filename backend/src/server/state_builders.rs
//! Builders wiring persistence and security adapters into HTTP state.

use std::sync::Arc;

use mockable::Clock;

use backend::domain::ports::{
    CredentialHashError, CredentialHasher, NoteRepository, TokenService, UserRepository,
};
use backend::domain::{AuthService, NotesService, TokenTtl, UserAccountsService};
use backend::inbound::http::state::{HttpState, HttpStatePorts};
use backend::outbound::persistence::{DbPool, DieselNoteRepository, DieselUserRepository};
use backend::outbound::security::{BcryptCredentialHasher, JwtTokenService, SigningSecret};

/// Build handler state from any set of repositories and security adapters.
///
/// The same `AuthService` instance backs both the login and guard ports.
pub(super) fn build_http_state<U, N, H, T>(
    users: Arc<U>,
    notes: Arc<N>,
    hasher: Arc<H>,
    tokens: Arc<T>,
    clock: Arc<dyn Clock>,
) -> HttpState
where
    U: UserRepository + 'static,
    N: NoteRepository + 'static,
    H: CredentialHasher + 'static,
    T: TokenService + 'static,
{
    let auth = Arc::new(AuthService::new(
        users.clone(),
        hasher.clone(),
        tokens,
        clock.clone(),
    ));
    let accounts = Arc::new(UserAccountsService::new(users, hasher));
    let notes = Arc::new(NotesService::new(notes, clock));

    HttpState::new(HttpStatePorts {
        login: auth.clone(),
        guard: auth,
        accounts: accounts.clone(),
        accounts_query: accounts,
        notes: notes.clone(),
        notes_query: notes,
    })
}

/// Security settings resolved at startup.
pub(crate) struct SecuritySettings {
    pub secret: SigningSecret,
    pub token_ttl: TokenTtl,
    pub bcrypt_cost: u32,
}

/// Handler state backed by PostgreSQL, bcrypt, and HS256 tokens.
///
/// # Errors
/// Returns [`CredentialHashError`] when the bcrypt cost is out of range.
pub(crate) fn diesel_http_state(
    pool: &DbPool,
    security: SecuritySettings,
    clock: Arc<dyn Clock>,
) -> Result<HttpState, CredentialHashError> {
    let hasher = Arc::new(BcryptCredentialHasher::new(security.bcrypt_cost)?);
    let tokens = Arc::new(JwtTokenService::new(
        &security.secret,
        security.token_ttl,
        clock.clone(),
    ));
    Ok(build_http_state(
        Arc::new(DieselUserRepository::new(pool.clone())),
        Arc::new(DieselNoteRepository::new(pool.clone())),
        hasher,
        tokens,
        clock,
    ))
}

#[cfg(test)]
mod tests {
    use super::*;
    use backend::domain::{LoginCredentials, NoteDraft, Registration};
    use backend::test_support::{FakeCredentialHasher, InMemoryStore, MutableClock};
    use rstest::rstest;

    #[rstest]
    #[tokio::test]
    async fn login_and_guard_share_one_token_service() {
        let clock = Arc::new(MutableClock::fixed());
        let store = Arc::new(InMemoryStore::new(clock.clone()));
        let tokens = Arc::new(JwtTokenService::new(
            &SigningSecret::ephemeral(),
            TokenTtl::default(),
            clock.clone(),
        ));
        let state = build_http_state(
            store.clone(),
            store,
            Arc::new(FakeCredentialHasher),
            tokens,
            clock,
        );

        let registration =
            Registration::try_from_parts("alice", "alice@x.com", "password1").expect("valid");
        let user = state.accounts.register(&registration).await.expect("register");
        let credentials = LoginCredentials::try_from_parts("alice", "password1").expect("valid");
        let token = state.login.login(&credentials).await.expect("login");
        let resolved = state.guard.resolve(token.as_str()).await.expect("resolve");
        assert_eq!(resolved.id(), user.id());

        let draft = NoteDraft::new("t", "c").expect("draft");
        let note = state.notes.create(user.id(), &draft).await.expect("create");
        assert_eq!(state.notes_query.get(note.id).await.expect("get"), note);
    }
}
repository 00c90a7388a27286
//! Inbound adapters that translate external requests into domain service
//! calls while keeping framework details at the edge.
//!
//! HTTP handlers live under [`http`].

pub mod http;
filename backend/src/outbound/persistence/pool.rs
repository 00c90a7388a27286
//! Async connection pool for Diesel PostgreSQL connections.
//!
//! Wraps `diesel-async` and `bb8`. Repositories never hold a connection
//! across calls: each operation goes through [`DbPool::with_transaction`],
//! which checks a connection out, runs the callback inside a transaction,
//! and hands the connection back when the guard drops on every exit path.

use std::time::Duration;

use diesel_async::pooled_connection::AsyncDieselConnectionManager;
use diesel_async::pooled_connection::bb8::{Pool, PooledConnection};
use diesel_async::scoped_futures::ScopedBoxFuture;
use diesel_async::{AsyncConnection, AsyncPgConnection};

/// Errors that can occur during pool operations.
#[derive(Debug, Clone, PartialEq, Eq, thiserror::Error)]
pub enum PoolError {
    /// Failed to check out a connection from the pool.
    #[error("failed to get connection from pool: {message}")]
    Checkout { message: String },

    /// Failed to build the connection pool.
    #[error("failed to build connection pool: {message}")]
    Build { message: String },
}

impl PoolError {
    pub fn checkout(message: impl Into<String>) -> Self {
        Self::Checkout {
            message: message.into(),
        }
    }

    pub fn build(message: impl Into<String>) -> Self {
        Self::Build {
            message: message.into(),
        }
    }
}

/// Failure of a pooled transaction: either no connection or a failed
/// statement. Any error rolls the transaction back.
#[derive(Debug, thiserror::Error)]
pub enum TransactionError {
    #[error(transparent)]
    Pool(#[from] PoolError),
    #[error(transparent)]
    Diesel(#[from] diesel::result::Error),
}

/// Configuration for the database connection pool.
///
/// # Examples
///
/// ```
/// use std::time::Duration;
/// use backend::outbound::persistence::PoolConfig;
///
/// let config = PoolConfig::new("postgres://notes@localhost/notes")
///     .with_max_size(20)
///     .with_connection_timeout(Duration::from_secs(5));
/// assert_eq!(config.database_url(), "postgres://notes@localhost/notes");
/// ```
#[derive(Debug, Clone)]
pub struct PoolConfig {
    database_url: String,
    max_size: u32,
    min_idle: Option<u32>,
    connection_timeout: Duration,
}

impl PoolConfig {
    /// Defaults: 10 connections, 2 idle, 30 second checkout timeout.
    pub fn new(database_url: impl Into<String>) -> Self {
        Self {
            database_url: database_url.into(),
            max_size: 10,
            min_idle: Some(2),
            connection_timeout: Duration::from_secs(30),
        }
    }

    pub fn with_max_size(mut self, max_size: u32) -> Self {
        self.max_size = max_size;
        self
    }

    pub fn with_min_idle(mut self, min_idle: Option<u32>) -> Self {
        self.min_idle = min_idle;
        self
    }

    pub fn with_connection_timeout(mut self, timeout: Duration) -> Self {
        self.connection_timeout = timeout;
        self
    }

    pub fn database_url(&self) -> &str {
        &self.database_url
    }
}

/// Async connection pool for PostgreSQL via Diesel.
#[derive(Clone)]
pub struct DbPool {
    inner: Pool<AsyncPgConnection>,
}

impl DbPool {
    /// Build the pool.
    ///
    /// # Errors
    ///
    /// Returns `PoolError::Build` if the pool cannot be constructed.
    pub async fn new(config: PoolConfig) -> Result<Self, PoolError> {
        let manager = AsyncDieselConnectionManager::<AsyncPgConnection>::new(&config.database_url);
        // Never keep more idle connections than the pool may hold.
        let min_idle = config.min_idle.map(|idle| idle.min(config.max_size));

        let pool = Pool::builder()
            .max_size(config.max_size)
            .min_idle(min_idle)
            .connection_timeout(config.connection_timeout)
            .build(manager)
            .await
            .map_err(|err| PoolError::build(err.to_string()))?;

        Ok(Self { inner: pool })
    }

    /// Check a connection out of the pool.
    ///
    /// # Errors
    ///
    /// Returns `PoolError::Checkout` if no connection frees up within the
    /// configured timeout.
    pub async fn get(&self) -> Result<PooledConnection<'_, AsyncPgConnection>, PoolError> {
        self.inner
            .get()
            .await
            .map_err(|err| PoolError::checkout(err.to_string()))
    }

    /// Run `callback` inside a transaction on a pooled connection.
    ///
    /// Commits when the callback returns `Ok` and rolls back on `Err`. The
    /// connection returns to the pool when this call completes, whichever
    /// way it completes.
    pub async fn with_transaction<'a, T, F>(&self, callback: F) -> Result<T, TransactionError>
    where
        F: for<'r> FnOnce(
                &'r mut AsyncPgConnection,
            ) -> ScopedBoxFuture<'a, 'r, Result<T, TransactionError>>
            + Send
            + 'a,
        T: Send + 'a,
    {
        let mut conn = self.get().await?;
        AsyncConnection::transaction(&mut *conn, callback).await
    }
}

-=-=-

Directions
Work through the entries above and report the number of lines that include "FakeCredentialHasher", with nothing else.

Exercise answer
2